What do you do? 2L of O2 might help.
What about that stool specimin or obvious UTI? Get the sample and then get the order? Or wait for ever and get the order in the am when the office is open?
We all know what the right answer is to the OPs question and yes.
CYA and know your docs.
I work in LTC and our facility has an excellent set of house orders to cover most situations. Ok to give tylenol, bowel meds, maalox etc unless contraindicated and follow up with MD if used more than 3 times. Initiate dressing orders for skin tears, Stage 1 or 2 ulcers. O2 at 2-3 LPM prn, C-Diff or UA if suspected infection. Change med from tablet to liquid or suppository at RN discretion. 3 day trial diet change to mechanical soft or puree, change from thin to thickened liquid if choking or aspiration risk at RN discretion [this one requires follow up with speech therapy]. These are just a few I remember off the top of my head. The only requirement is documentation that the standing order was initiated and follow up with the MD if the order requires.

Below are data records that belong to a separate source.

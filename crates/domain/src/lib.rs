//! 任务分配领域模型
//!
//! 包含分配链模型、链时间传播、查询结果行物化、解决方案构建以及外部协作者端口。

pub mod chain;
pub mod entities;
pub mod materializer;
pub mod ports;
pub mod solution_builder;

pub use chain::*;
pub use entities::*;
pub use materializer::*;
pub use ports::*;
pub use solution_builder::SolutionBuilder;
pub use task_assigning_errors::{TaskAssigningError, TaskAssigningResult};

I know a fair amount of seasoned nurses who have done things without a md order. Apparently many of you have never heard the term "nurses" order or "nurses" dose. I agree if the wrong person finds out about it there is risk of losing your job or getting a reprimand/suspension/loss of nursing license.
As far as doing things without an order. It definitely depends on the facility you work at. Community hospital nurses have more autonomy than at a teaching facility.
Takeaway point here: Be VERY VERY careful what you say online, in a public internet forum. Nobody is truly anonymous
On that note, here I am with my aide Igor practicing medicine without a license.
Someday, doing all those things wlithout an order will catch up to you. A not very nice MD or someone you work for/with with with cure you of doing that.
I work in LTC and our facility has an excellent set of house orders to cover most situations. Ok to give tylenol, bowel meds, maalox etc unless contraindicated and follow up with MD if used more than 3 times. Initiate dressing orders for skin tears, Stage 1 or 2 ulcers. O2 at 2-3 LPM prn, C-Diff or UA if suspected infection. Change med from tablet to liquid or suppository at RN discretion. 3 day trial diet change to mechanical soft or puree, change from thin to thickened liquid if choking or aspiration risk at RN discretion [this one requires follow up with speech therapy]. These are just a few I remember off the top of my head. The only requirement is documentation that the standing order was initiated and follow up with the MD if the order requires.
Wow.
On admission, we check off orders for tylenol for pain or temp, our bowel protocol that includs MOM, ducolox supps and enemas and a skin tear dressing order (its not always appropriate) These are checked off so essentially they are orders that each resident has written already. Other than that...nada. All of our diabetics get an order for low blood sugars too.
Does your hospital/floor have Protocols? These are pre-written orders which specify what steps a nurse can take based on clinical outcomes. If not, suggest them; I did. The doctors like it because it reduces the number of calls they receive and it promots prompt action for situations. In the case of labs, once the results are available, decisions on treatments can be made by the doctor right away. Less delay of treatment. In the ICU/IMC/telemetry units that I work it is standard procedure.
What I have also learned: do not excede your scope of practice. You can will be fired for it!!!
elkpark
14,633 Posts
I am well aware of that. However, being sarcastic and glib doesn't change the (legal) reality of the situation. I have seen many nurses get into trouble over the years because they didn't take scope of practice seriously, or believed that the "rules" weren't to be taken seriously or didn't apply to them.